Published 25/08/2019, 13:45
Updated 25/08/2019, 13:45
© Reuters. German Vice Chancellor and Finance Minister Olaf Scholz speaks at his ministry in Berlin

FRANKFURT (Reuters) - German Finance Minister Olaf Scholz is backing plans for a wealth tax that his Social Democrats (SPD) want to introduce, the online edition of business daily Handelsblatt reported.

Leading members of the SPD, junior partners in the ruling coalition, will meet on Monday to discuss plans to reintroduce the tax, which have developed in a working group led by Thorsten Schaefer-Guembel, who heads the SPD in Hesse state.

The plans forecast revenues nationwide of up to 10 billion euros ($11.14 billion).

"I have closely worked with the SPD working group and I'm supporting the result to follow the Swiss model," Scholz, running for leadership of the SPD, was quoted as saying.

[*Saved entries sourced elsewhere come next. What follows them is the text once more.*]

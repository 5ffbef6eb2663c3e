//! reqwest implementation of the backend request contract.
//!
//! DESIGN
//! ======
//! One `reqwest::Client` per process, shared by the session store and the
//! library calls. The default bearer credential is held here rather than in
//! reqwest's default headers so it can be swapped on login/logout without
//! rebuilding the client.
//!
//! ERROR HANDLING
//! ==============
//! Non-2xx responses become `ApiError::Status` carrying the backend's
//! `detail`; bodies are read as text first so a malformed success body is a
//! `Decode` error rather than a transport error.

#[cfg(test)]
#[path = "http_test.rs"]
mod http_test;

use std::sync::{PoisonError, RwLock};
use std::time::Duration;

use reqwest::Method;
use serde::Serialize;
use serde::de::DeserializeOwned;
use serde_json::Value;

use crate::backend::AuthApi;
use crate::config::{SessionConfig, Timeouts};
use crate::error::ApiError;
use crate::types::{
    AccessToken, LoginRequest, NewUser, RegisteredUser, Registration, TrialGrant, UserProfile, UserUpdate,
};

pub struct HttpBackend {
    http: reqwest::Client,
    base_url: String,
    bearer: RwLock<Option<String>>,
}

impl HttpBackend {
    /// Build a client for `base_url` with the given timeouts.
    ///
    /// # Errors
    ///
    /// Returns `ApiError::Build` if the TLS backend cannot be initialized.
    pub fn new(base_url: &str, timeouts: Timeouts) -> Result<Self, ApiError> {
        let http = reqwest::Client::builder()
            .timeout(Duration::from_secs(timeouts.request_secs))
            .connect_timeout(Duration::from_secs(timeouts.connect_secs))
            .build()
            .map_err(|e| ApiError::Build(e.to_string()))?;
        Ok(Self { http, base_url: crate::config::normalize_base_url(base_url), bearer: RwLock::new(None) })
    }

    /// # Errors
    ///
    /// Returns `ApiError::Build` if the HTTP client cannot be constructed.
    pub fn from_config(config: &SessionConfig) -> Result<Self, ApiError> {
        Self::new(&config.base_url, config.timeouts)
    }

    #[must_use]
    pub fn base_url(&self) -> &str {
        &self.base_url
    }

    pub(crate) fn url(&self, path: &str) -> String {
        format!("{}{path}", self.base_url)
    }

    /// Start a request with the default credential attached, if any.
    pub(crate) fn request(&self, method: Method, path: &str) -> reqwest::RequestBuilder {
        let builder = self.http.request(method, self.url(path));
        match self.bearer() {
            Some(token) => builder.bearer_auth(token),
            None => builder,
        }
    }

    /// Send a prepared request and decode a JSON success body.
    pub(crate) async fn send<T: DeserializeOwned>(&self, builder: reqwest::RequestBuilder) -> Result<T, ApiError> {
        let response = builder.send().await.map_err(|e| ApiError::Network(e.to_string()))?;
        let status = response.status();
        let text = response.text().await.map_err(|e| ApiError::Network(e.to_string()))?;
        if !status.is_success() {
            tracing::debug!(status = status.as_u16(), "backend rejected request");
            return Err(ApiError::from_status(status.as_u16(), &text));
        }
        parse_body(&text)
    }

    pub(crate) async fn call<T: DeserializeOwned>(&self, method: Method, path: &str) -> Result<T, ApiError> {
        tracing::debug!(%method, path, "backend request");
        self.send(self.request(method, path)).await
    }

    pub(crate) async fn call_json<B: Serialize + ?Sized, T: DeserializeOwned>(
        &self,
        method: Method,
        path: &str,
        body: &B,
    ) -> Result<T, ApiError> {
        tracing::debug!(%method, path, "backend request");
        self.send(self.request(method, path).json(body)).await
    }
}

/// Decode a success body. An empty body reads as JSON `null` so endpoints
/// answering `204` can still target `Value`.
fn parse_body<T: DeserializeOwned>(text: &str) -> Result<T, ApiError> {
    let text = if text.trim().is_empty() { "null" } else { text };
    serde_json::from_str(text).map_err(|e| ApiError::Decode(e.to_string()))
}

pub(crate) fn user_path(id: i64) -> String {
    format!("/api/auth/users/{id}")
}

pub(crate) fn trial_path(id: i64) -> String {
    format!("/api/users/{id}/trial")
}

#[async_trait::async_trait]
impl AuthApi for HttpBackend {
    fn set_bearer(&self, token: Option<&str>) {
        *self.bearer.write().unwrap_or_else(PoisonError::into_inner) = token.map(ToOwned::to_owned);
    }

    fn bearer(&self) -> Option<String> {
        self.bearer.read().unwrap_or_else(PoisonError::into_inner).clone()
    }

    async fn login(&self, email: &str, password: &str) -> Result<AccessToken, ApiError> {
        self.call_json(Method::POST, "/api/auth/login", &LoginRequest { email, password }).await
    }

    async fn register(&self, registration: &Registration) -> Result<RegisteredUser, ApiError> {
        self.call_json(Method::POST, "/api/auth/register", registration).await
    }

    async fn current_user(&self) -> Result<UserProfile, ApiError> {
        self.call(Method::GET, "/api/auth/me").await
    }

    async fn list_users(&self) -> Result<Vec<UserProfile>, ApiError> {
        self.call(Method::GET, "/api/auth/users").await
    }

    async fn create_user(&self, user: &NewUser) -> Result<UserProfile, ApiError> {
        self.call_json(Method::POST, "/api/auth/users", user).await
    }

    async fn update_user(&self, id: i64, update: &UserUpdate) -> Result<UserProfile, ApiError> {
        self.call_json(Method::PUT, &user_path(id), update).await
    }

    async fn delete_user(&self, id: i64) -> Result<Value, ApiError> {
        self.call(Method::DELETE, &user_path(id)).await
    }

    async fn start_trial(&self, id: i64, grant: TrialGrant) -> Result<Value, ApiError> {
        self.call_json(Method::POST, &trial_path(id), &grant).await
    }
}
//! Client configuration parsed from environment variables.

#[cfg(test)]
#[path = "config_test.rs"]
mod config_test;

use std::path::PathBuf;

pub const DEFAULT_BASE_URL: &str = "http://localhost:8001";
pub const DEFAULT_REQUEST_TIMEOUT_SECS: u64 = 120;
pub const DEFAULT_CONNECT_TIMEOUT_SECS: u64 = 10;
pub const TOKEN_FILE_NAME: &str = "token";

#[derive(Debug, Clone, Copy, PartialEq, Eq)]
pub struct Timeouts {
    pub request_secs: u64,
    pub connect_secs: u64,
}

impl Default for Timeouts {
    fn default() -> Self {
        Self { request_secs: DEFAULT_REQUEST_TIMEOUT_SECS, connect_secs: DEFAULT_CONNECT_TIMEOUT_SECS }
    }
}

#[derive(Debug, Clone, PartialEq, Eq)]
pub struct SessionConfig {
    /// Backend base address without a trailing slash.
    pub base_url: String,
    /// Where the bearer token is persisted between runs.
    pub token_path: PathBuf,
    pub timeouts: Timeouts,
}

impl SessionConfig {
    /// Build typed config from environment variables.
    ///
    /// All optional:
    /// - `RAG_API_BASE_URL`: default `http://localhost:8001`
    /// - `RAG_TOKEN_PATH`: default `<platform config dir>/ragopmaat/token`
    /// - `RAG_REQUEST_TIMEOUT_SECS`: default 120
    /// - `RAG_CONNECT_TIMEOUT_SECS`: default 10
    #[must_use]
    pub fn from_env() -> Self {
        let base_url = normalize_base_url(&std::env::var("RAG_API_BASE_URL").unwrap_or_else(|_| DEFAULT_BASE_URL.into()));
        let token_path = std::env::var_os("RAG_TOKEN_PATH").map_or_else(default_token_path, PathBuf::from);
        let timeouts = Timeouts {
            request_secs: env_parse_u64("RAG_REQUEST_TIMEOUT_SECS", DEFAULT_REQUEST_TIMEOUT_SECS),
            connect_secs: env_parse_u64("RAG_CONNECT_TIMEOUT_SECS", DEFAULT_CONNECT_TIMEOUT_SECS),
        };
        Self { base_url, token_path, timeouts }
    }

    #[must_use]
    pub fn with_base_url(mut self, base_url: &str) -> Self {
        self.base_url = normalize_base_url(base_url);
        self
    }

    #[must_use]
    pub fn with_token_path(mut self, token_path: impl Into<PathBuf>) -> Self {
        self.token_path = token_path.into();
        self
    }
}

#[must_use]
pub fn normalize_base_url(raw: &str) -> String {
    raw.trim().trim_end_matches('/').to_owned()
}

/// Per-user config directory, falling back to the working directory when the
/// platform has no notion of one.
#[must_use]
pub fn default_token_path() -> PathBuf {
    directories::ProjectDirs::from("nl", "ragopmaat", "ragopmaat").map_or_else(
        || PathBuf::from(".ragopmaat").join(TOKEN_FILE_NAME),
        |dirs| dirs.config_dir().join(TOKEN_FILE_NAME),
    )
}

fn env_parse_u64(key: &str, default: u64) -> u64 {
    std::env::var(key)
        .ok()
        .and_then(|v| v.parse::<u64>().ok())
        .unwrap_or(default)
}
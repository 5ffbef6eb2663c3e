//! Durable storage for the bearer token.
//!
//! A single key: the token as an opaque string. Written on login, removed on
//! logout, read once at startup.

#[cfg(test)]
#[path = "storage_test.rs"]
mod storage_test;

use std::fs::OpenOptions;
use std::io::{ErrorKind, Write};
use std::path::{Path, PathBuf};
use std::sync::{Mutex, PoisonError};

use crate::error::StorageError;

/// Key-value persistence for the one token the client owns.
pub trait TokenStorage: Send + Sync {
    /// Read the stored token. A missing entry is `Ok(None)`.
    fn load(&self) -> Result<Option<String>, StorageError>;
    fn save(&self, token: &str) -> Result<(), StorageError>;
    /// Remove the entry. Removing an absent entry succeeds.
    fn clear(&self) -> Result<(), StorageError>;
}

// =============================================================================
// FILE STORAGE
// =============================================================================

/// Token kept in a single file, readable only by the owner on Unix.
#[derive(Debug, Clone)]
pub struct FileTokenStorage {
    path: PathBuf,
}

impl FileTokenStorage {
    #[must_use]
    pub fn new(path: impl Into<PathBuf>) -> Self {
        Self { path: path.into() }
    }

    #[must_use]
    pub fn path(&self) -> &Path {
        &self.path
    }

    fn io_error(&self, source: std::io::Error) -> StorageError {
        StorageError::Io { path: self.path.clone(), source }
    }
}

impl TokenStorage for FileTokenStorage {
    fn load(&self) -> Result<Option<String>, StorageError> {
        match std::fs::read_to_string(&self.path) {
            Ok(contents) => {
                let token = contents.trim();
                Ok((!token.is_empty()).then(|| token.to_owned()))
            }
            Err(e) if e.kind() == ErrorKind::NotFound => Ok(None),
            Err(e) => Err(self.io_error(e)),
        }
    }

    fn save(&self, token: &str) -> Result<(), StorageError> {
        if let Some(parent) = self.path.parent() {
            std::fs::create_dir_all(parent).map_err(|e| self.io_error(e))?;
        }
        write_private(&self.path, token).map_err(|e| {
            // A truncated or half-written file must not outlive the failure.
            let _ = std::fs::remove_file(&self.path);
            self.io_error(e)
        })
    }

    fn clear(&self) -> Result<(), StorageError> {
        match std::fs::remove_file(&self.path) {
            Ok(()) => Ok(()),
            Err(e) if e.kind() == ErrorKind::NotFound => Ok(()),
            Err(e) => Err(self.io_error(e)),
        }
    }
}

/// Create or truncate `path` owner-only, then write the token. The mode is
/// tightened before any byte is written, including on a file that existed.
fn write_private(path: &Path, token: &str) -> std::io::Result<()> {
    let mut options = OpenOptions::new();
    options.write(true).create(true).truncate(true);
    #[cfg(unix)]
    {
        use std::os::unix::fs::OpenOptionsExt;
        options.mode(0o600);
    }
    let mut file = options.open(path)?;
    restrict_permissions(path)?;
    file.write_all(token.as_bytes())?;
    file.sync_all()
}

#[cfg(unix)]
fn restrict_permissions(path: &Path) -> std::io::Result<()> {
    use std::os::unix::fs::PermissionsExt;
    std::fs::set_permissions(path, std::fs::Permissions::from_mode(0o600))
}

#[cfg(not(unix))]
fn restrict_permissions(_path: &Path) -> std::io::Result<()> {
    Ok(())
}

// =============================================================================
// MEMORY STORAGE
// =============================================================================

/// Process-local storage. Nothing survives a restart unless the same
/// instance is handed to the next store.
#[derive(Debug, Default)]
pub struct MemoryTokenStorage {
    token: Mutex<Option<String>>,
}

impl MemoryTokenStorage {
    #[must_use]
    pub fn new() -> Self {
        Self::default()
    }

    #[must_use]
    pub fn with_token(token: impl Into<String>) -> Self {
        Self { token: Mutex::new(Some(token.into())) }
    }
}

impl TokenStorage for MemoryTokenStorage {
    fn load(&self) -> Result<Option<String>, StorageError> {
        Ok(self.token.lock().unwrap_or_else(PoisonError::into_inner).clone())
    }

    fn save(&self, token: &str) -> Result<(), StorageError> {
        *self.token.lock().unwrap_or_else(PoisonError::into_inner) = Some(token.to_owned());
        Ok(())
    }

    fn clear(&self) -> Result<(), StorageError> {
        *self.token.lock().unwrap_or_else(PoisonError::into_inner) = None;
        Ok(())
    }
}
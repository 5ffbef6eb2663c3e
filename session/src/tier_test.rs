use super::*;

fn user(tier: Tier, trial: bool, days: u32) -> UserProfile {
    UserProfile {
        id: 1,
        username: "anna".to_owned(),
        email: "anna@example.nl".to_owned(),
        role: Role::User,
        tier,
        is_active: true,
        is_trial_active: trial,
        days_left_in_trial: days,
        created_at: None,
    }
}

// =============================================================================
// tier_limits
// =============================================================================

#[test]
fn basic_limits_match_table() {
    assert_eq!(
        tier_limits(Tier::Basic),
        TierLimits { documents: Limit::Bounded(50), queries_per_day: Limit::Bounded(100) }
    );
}

#[test]
fn premium_and_white_label_are_unlimited() {
    assert_eq!(tier_limits(Tier::Premium), TierLimits::UNLIMITED);
    assert_eq!(tier_limits(Tier::WhiteLabel), TierLimits::UNLIMITED);
}

#[test]
fn free_tier_gets_smallest_caps() {
    assert_eq!(
        tier_limits(Tier::Free),
        TierLimits { documents: Limit::Bounded(10), queries_per_day: Limit::Bounded(20) }
    );
}

#[test]
fn limit_allows_until_cap() {
    assert!(Limit::Bounded(2).allows(1));
    assert!(!Limit::Bounded(2).allows(2));
    assert!(Limit::Unlimited.allows(u32::MAX));
}

#[test]
fn limits_serialize_with_unlimited_sentinel() {
    let json = serde_json::to_value(TierLimits::UNLIMITED).unwrap();
    assert_eq!(json, serde_json::json!({ "documents": "unlimited", "queries_per_day": "unlimited" }));
    let json = serde_json::to_value(tier_limits(Tier::Basic)).unwrap();
    assert_eq!(json, serde_json::json!({ "documents": 50, "queries_per_day": 100 }));
}

// =============================================================================
// derived flags
// =============================================================================

#[test]
fn anonymous_has_no_flags_and_basic_tier() {
    assert!(!is_authenticated(None));
    assert!(!is_admin(None));
    assert!(!is_in_trial(None));
    assert_eq!(effective_tier(None), Tier::Basic);
    assert_eq!(effective_limits(None), tier_limits(Tier::Basic));
}

#[test]
fn admin_requires_admin_role() {
    let mut u = user(Tier::Basic, false, 0);
    assert!(!is_admin(Some(&u)));
    u.role = Role::Admin;
    assert!(is_admin(Some(&u)));
}

#[test]
fn trial_requires_flag_and_days_left() {
    assert!(is_in_trial(Some(&user(Tier::Basic, true, 3))));
    assert!(!is_in_trial(Some(&user(Tier::Basic, true, 0))));
    assert!(!is_in_trial(Some(&user(Tier::Basic, false, 5))));
}

#[test]
fn trial_overrides_stored_tier() {
    for tier in [Tier::Free, Tier::Basic, Tier::Premium, Tier::WhiteLabel] {
        assert_eq!(effective_tier(Some(&user(tier, true, 1))), Tier::Premium);
    }
}

#[test]
fn effective_tier_falls_back_to_stored_tier() {
    assert_eq!(effective_tier(Some(&user(Tier::WhiteLabel, false, 0))), Tier::WhiteLabel);
    assert_eq!(effective_tier(Some(&user(Tier::Free, true, 0))), Tier::Free);
    assert_eq!(effective_limits(Some(&user(Tier::Free, false, 0))).documents, Limit::Bounded(10));
}

#[test]
fn tier_label_marks_trial() {
    assert_eq!(tier_label(&user(Tier::Basic, true, 4)), "premium (trial)");
    assert_eq!(tier_label(&user(Tier::Basic, false, 0)), "basic");
}

// =============================================================================
// trial_status
// =============================================================================

#[test]
fn trial_status_classifies_days_left() {
    assert_eq!(trial_status(&user(Tier::Basic, false, 10)), TrialStatus::Inactive);
    assert_eq!(trial_status(&user(Tier::Basic, true, 8)), TrialStatus::Active);
    assert_eq!(trial_status(&user(Tier::Basic, true, 7)), TrialStatus::Ending);
    assert_eq!(trial_status(&user(Tier::Basic, true, 1)), TrialStatus::Ending);
    assert_eq!(trial_status(&user(Tier::Basic, true, 0)), TrialStatus::Expired);
}
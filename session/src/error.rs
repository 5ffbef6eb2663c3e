//! Error taxonomy for session and API operations.
//!
//! DESIGN
//! ======
//! Transport-level failures are `ApiError`. The store maps them into the
//! caller-facing shapes: `AuthError` for login and session resolution,
//! `RegistrationError` for the registration form. Admin passthroughs hand
//! `ApiError` through untouched.

#[cfg(test)]
#[path = "error_test.rs"]
mod error_test;

use std::path::PathBuf;

use serde_json::Value;

/// Fallback message when a rejected login carries no `detail`.
pub const LOGIN_FAILED: &str = "Login failed";
/// Fallback message when a rejected registration carries no `detail`.
pub const REGISTRATION_FAILED: &str = "Registration failed";

// =============================================================================
// API ERROR
// =============================================================================

/// Errors produced by a single backend request.
#[derive(Debug, thiserror::Error)]
pub enum ApiError {
    /// The request never produced a response (DNS, connect, timeout).
    #[error("request failed: {0}")]
    Network(String),

    /// The backend answered with a non-success status.
    #[error("backend returned {status}: {}", .detail.as_deref().unwrap_or("no detail"))]
    Status { status: u16, detail: Option<String> },

    /// The response body did not match the expected shape.
    #[error("response decode failed: {0}")]
    Decode(String),

    /// The HTTP client could not be constructed.
    #[error("HTTP client build failed: {0}")]
    Build(String),

    /// A local file to send could not be read.
    #[error("cannot read {path}: {message}")]
    File { path: String, message: String },
}

impl ApiError {
    /// Build a status error from a raw response body, pulling out `detail`.
    #[must_use]
    pub fn from_status(status: u16, body: &str) -> Self {
        Self::Status { status, detail: detail_message(body) }
    }

    /// HTTP status, when the backend answered at all.
    #[must_use]
    pub fn status(&self) -> Option<u16> {
        match self {
            Self::Status { status, .. } => Some(*status),
            _ => None,
        }
    }

    /// Backend-supplied `detail` message, if any.
    #[must_use]
    pub fn detail(&self) -> Option<&str> {
        match self {
            Self::Status { detail, .. } => detail.as_deref(),
            _ => None,
        }
    }

    /// True for 401 responses: the attached credential was rejected.
    #[must_use]
    pub fn is_unauthorized(&self) -> bool {
        self.status() == Some(401)
    }
}

/// Extract a human-readable message from a FastAPI error body.
///
/// `detail` is either a string or, for request validation failures, a list of
/// `{loc, msg, type}` objects whose `msg` fields are joined with `"; "`.
#[must_use]
pub fn detail_message(body: &str) -> Option<String> {
    let value: Value = serde_json::from_str(body).ok()?;
    match value.get("detail")? {
        Value::String(message) if !message.trim().is_empty() => Some(message.clone()),
        Value::Array(items) => {
            let messages: Vec<&str> = items
                .iter()
                .filter_map(|item| item.get("msg").and_then(Value::as_str))
                .collect();
            if messages.is_empty() { None } else { Some(messages.join("; ")) }
        }
        _ => None,
    }
}

// =============================================================================
// AUTH ERROR
// =============================================================================

/// Failures of login and session resolution.
#[derive(Debug, thiserror::Error)]
pub enum AuthError {
    /// The stored or attached token was rejected. Recovered locally by
    /// logging out; never shown to the user during startup.
    #[error("session is no longer valid")]
    Unauthenticated,

    /// Email or password was empty; nothing was sent.
    #[error("email and password are required")]
    MissingCredentials,

    /// The backend rejected the credentials. Carries its `detail` message.
    #[error("{0}")]
    InvalidCredentials(String),

    /// The request could not complete.
    #[error("could not reach the server: {0}")]
    NetworkFailure(String),

    /// The backend failed while handling a valid request.
    #[error("server error {status}: {message}")]
    Server { status: u16, message: String },

    /// The token could not be persisted.
    #[error(transparent)]
    Storage(#[from] StorageError),
}

impl AuthError {
    /// Classify a failed `POST /api/auth/login`.
    #[must_use]
    pub fn from_login(err: ApiError) -> Self {
        match err {
            ApiError::Status { status, detail } if (400..500).contains(&status) => {
                Self::InvalidCredentials(detail.unwrap_or_else(|| LOGIN_FAILED.to_owned()))
            }
            ApiError::Status { status, detail } => {
                Self::Server { status, message: detail.unwrap_or_else(|| LOGIN_FAILED.to_owned()) }
            }
            ApiError::Network(message) | ApiError::Build(message) => Self::NetworkFailure(message),
            ApiError::File { message, .. } => Self::NetworkFailure(message),
            ApiError::Decode(message) => {
                Self::Server { status: 200, message: format!("unexpected response: {message}") }
            }
        }
    }

    /// Classify a failed `GET /api/auth/me`.
    #[must_use]
    pub fn from_resolution(err: ApiError) -> Self {
        match err {
            ApiError::Network(message) | ApiError::Build(message) => Self::NetworkFailure(message),
            ApiError::Status { status, detail } if status != 401 && status != 403 => {
                Self::Server { status, message: detail.unwrap_or_default() }
            }
            _ => Self::Unauthenticated,
        }
    }
}

// =============================================================================
// REGISTRATION ERROR
// =============================================================================

#[derive(Clone, Copy, Debug, PartialEq, Eq)]
pub enum RegistrationErrorKind {
    /// The submitted fields were rejected.
    ValidationFailed,
    /// Username or email is already taken.
    Conflict,
    /// Anything else, including transport failures.
    Unknown,
}

/// A rejected registration: a kind plus the message to render in the form.
#[derive(Clone, Debug, PartialEq, Eq, thiserror::Error)]
#[error("{message}")]
pub struct RegistrationError {
    pub kind: RegistrationErrorKind,
    pub message: String,
}

impl RegistrationError {
    #[must_use]
    pub fn new(kind: RegistrationErrorKind, message: impl Into<String>) -> Self {
        Self { kind, message: message.into() }
    }
}

impl From<ApiError> for RegistrationError {
    fn from(err: ApiError) -> Self {
        let kind = match &err {
            ApiError::Status { status: 409, .. } => RegistrationErrorKind::Conflict,
            ApiError::Status { status: 400, detail } => {
                if detail.as_deref().is_some_and(|d| d.to_lowercase().contains("already")) {
                    RegistrationErrorKind::Conflict
                } else {
                    RegistrationErrorKind::ValidationFailed
                }
            }
            ApiError::Status { status: 422, .. } => RegistrationErrorKind::ValidationFailed,
            _ => RegistrationErrorKind::Unknown,
        };
        let message = err.detail().unwrap_or(REGISTRATION_FAILED).to_owned();
        Self { kind, message }
    }
}

// =============================================================================
// STORAGE ERROR
// =============================================================================

/// Failures of the durable token store.
#[derive(Debug, thiserror::Error)]
pub enum StorageError {
    #[error("token storage I/O failed at {}: {source}", path.display())]
    Io {
        path: PathBuf,
        #[source]
        source: std::io::Error,
    },
}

Switzerland is one of a small number of developed economies that still impose a wealth tax, which is charged on cash, securities, real estate, cars and art.

Members of the SPD's senior coalition partner the CDU/CSU slammed the plans, with CSU head Markus Soeder saying such a step neither made sense nor stood a chance of succeeding.

"In a cooling economy this leads to a massive burden on medium-sized businesses and jobs. It's exactly the wrong signal," he told local news agency dpa on Sunday.

Andreas Jung, vice chair of the conservative benches in parliament, said Chancellor Angela Merkel's conservative Christian Democratic Union (CDU) was opposed to the move, Handelsblatt reported.

Scholz's comments come shortly after the government agreed to exempt most taxpayers from the solidarity tax that was introduced after the county's reunification.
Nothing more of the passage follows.